→ **YOUR GOAL**
In the records, each line holding "greater" must be reported.

[Dataset entries]
-*-*-

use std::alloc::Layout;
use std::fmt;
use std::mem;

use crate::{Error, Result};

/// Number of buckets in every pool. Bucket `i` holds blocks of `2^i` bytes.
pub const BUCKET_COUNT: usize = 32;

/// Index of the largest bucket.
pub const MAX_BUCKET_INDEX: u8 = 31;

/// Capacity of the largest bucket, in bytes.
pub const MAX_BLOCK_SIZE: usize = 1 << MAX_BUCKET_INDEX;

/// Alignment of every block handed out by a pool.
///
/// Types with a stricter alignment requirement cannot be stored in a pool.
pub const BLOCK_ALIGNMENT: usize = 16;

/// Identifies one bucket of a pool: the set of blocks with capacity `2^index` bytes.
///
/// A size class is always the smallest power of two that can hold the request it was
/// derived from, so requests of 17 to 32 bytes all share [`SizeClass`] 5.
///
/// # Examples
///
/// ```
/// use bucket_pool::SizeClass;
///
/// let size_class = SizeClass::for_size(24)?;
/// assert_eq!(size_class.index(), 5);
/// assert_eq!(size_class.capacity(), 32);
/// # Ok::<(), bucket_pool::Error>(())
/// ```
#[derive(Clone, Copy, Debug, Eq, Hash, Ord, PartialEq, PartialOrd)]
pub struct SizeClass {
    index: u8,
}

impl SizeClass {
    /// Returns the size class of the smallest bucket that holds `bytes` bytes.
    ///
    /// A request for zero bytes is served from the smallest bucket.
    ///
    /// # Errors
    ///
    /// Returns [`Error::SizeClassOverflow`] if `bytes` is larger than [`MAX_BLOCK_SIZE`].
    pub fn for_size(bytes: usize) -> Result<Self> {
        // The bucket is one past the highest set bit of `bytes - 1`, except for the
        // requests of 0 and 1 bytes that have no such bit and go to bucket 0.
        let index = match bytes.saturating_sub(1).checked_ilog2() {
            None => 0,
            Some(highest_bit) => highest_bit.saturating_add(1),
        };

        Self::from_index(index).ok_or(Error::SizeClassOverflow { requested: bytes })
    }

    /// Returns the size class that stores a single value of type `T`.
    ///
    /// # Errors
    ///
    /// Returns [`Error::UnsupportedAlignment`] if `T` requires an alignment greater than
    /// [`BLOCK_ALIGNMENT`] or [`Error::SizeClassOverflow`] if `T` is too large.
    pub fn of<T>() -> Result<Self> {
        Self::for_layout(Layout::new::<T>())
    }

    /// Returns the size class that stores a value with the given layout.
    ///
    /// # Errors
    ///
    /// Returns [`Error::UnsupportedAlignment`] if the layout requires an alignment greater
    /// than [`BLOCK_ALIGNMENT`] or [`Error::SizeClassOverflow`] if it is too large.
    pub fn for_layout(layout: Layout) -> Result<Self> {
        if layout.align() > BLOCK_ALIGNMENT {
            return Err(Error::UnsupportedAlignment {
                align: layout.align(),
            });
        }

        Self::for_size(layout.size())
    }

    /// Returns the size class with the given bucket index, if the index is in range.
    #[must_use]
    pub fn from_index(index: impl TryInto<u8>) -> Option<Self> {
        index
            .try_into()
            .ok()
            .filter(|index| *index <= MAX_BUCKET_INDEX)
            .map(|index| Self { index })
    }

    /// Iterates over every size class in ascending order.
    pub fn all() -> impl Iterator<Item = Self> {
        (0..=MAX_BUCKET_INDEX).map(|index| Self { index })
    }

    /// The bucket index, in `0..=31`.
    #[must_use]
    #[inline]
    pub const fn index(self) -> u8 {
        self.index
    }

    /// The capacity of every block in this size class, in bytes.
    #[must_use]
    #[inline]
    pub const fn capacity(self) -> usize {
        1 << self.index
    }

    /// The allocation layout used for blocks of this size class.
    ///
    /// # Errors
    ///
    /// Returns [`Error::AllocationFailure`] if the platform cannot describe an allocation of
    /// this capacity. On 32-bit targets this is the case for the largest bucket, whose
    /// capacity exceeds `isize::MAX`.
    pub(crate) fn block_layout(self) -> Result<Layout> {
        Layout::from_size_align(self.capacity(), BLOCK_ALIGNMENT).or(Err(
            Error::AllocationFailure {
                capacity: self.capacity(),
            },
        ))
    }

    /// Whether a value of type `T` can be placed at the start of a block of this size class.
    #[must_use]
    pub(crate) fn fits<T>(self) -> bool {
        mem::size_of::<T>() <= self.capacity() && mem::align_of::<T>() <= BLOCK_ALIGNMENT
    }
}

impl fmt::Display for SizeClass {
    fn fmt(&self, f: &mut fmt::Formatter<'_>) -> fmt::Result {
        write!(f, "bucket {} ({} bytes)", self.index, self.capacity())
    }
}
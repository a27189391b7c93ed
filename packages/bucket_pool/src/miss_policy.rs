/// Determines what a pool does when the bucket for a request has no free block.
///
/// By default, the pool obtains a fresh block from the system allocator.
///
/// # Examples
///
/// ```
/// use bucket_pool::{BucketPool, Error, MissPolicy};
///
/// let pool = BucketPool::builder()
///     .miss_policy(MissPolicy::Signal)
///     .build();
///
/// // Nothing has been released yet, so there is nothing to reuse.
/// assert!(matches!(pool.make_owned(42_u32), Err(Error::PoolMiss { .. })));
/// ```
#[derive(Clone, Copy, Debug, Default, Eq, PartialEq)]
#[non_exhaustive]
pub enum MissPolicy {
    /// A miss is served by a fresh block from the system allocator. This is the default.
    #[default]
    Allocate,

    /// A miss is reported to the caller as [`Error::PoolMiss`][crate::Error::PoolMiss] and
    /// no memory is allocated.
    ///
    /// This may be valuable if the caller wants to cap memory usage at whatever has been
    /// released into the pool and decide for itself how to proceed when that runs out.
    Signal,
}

-*-*-

→ **COMPLETED EXERCISE**
    /// Returns [`Error::UnsupportedAlignment`] if `T` requires an alignment greater than
    /// Returns [`Error::UnsupportedAlignment`] if the layout requires an alignment greater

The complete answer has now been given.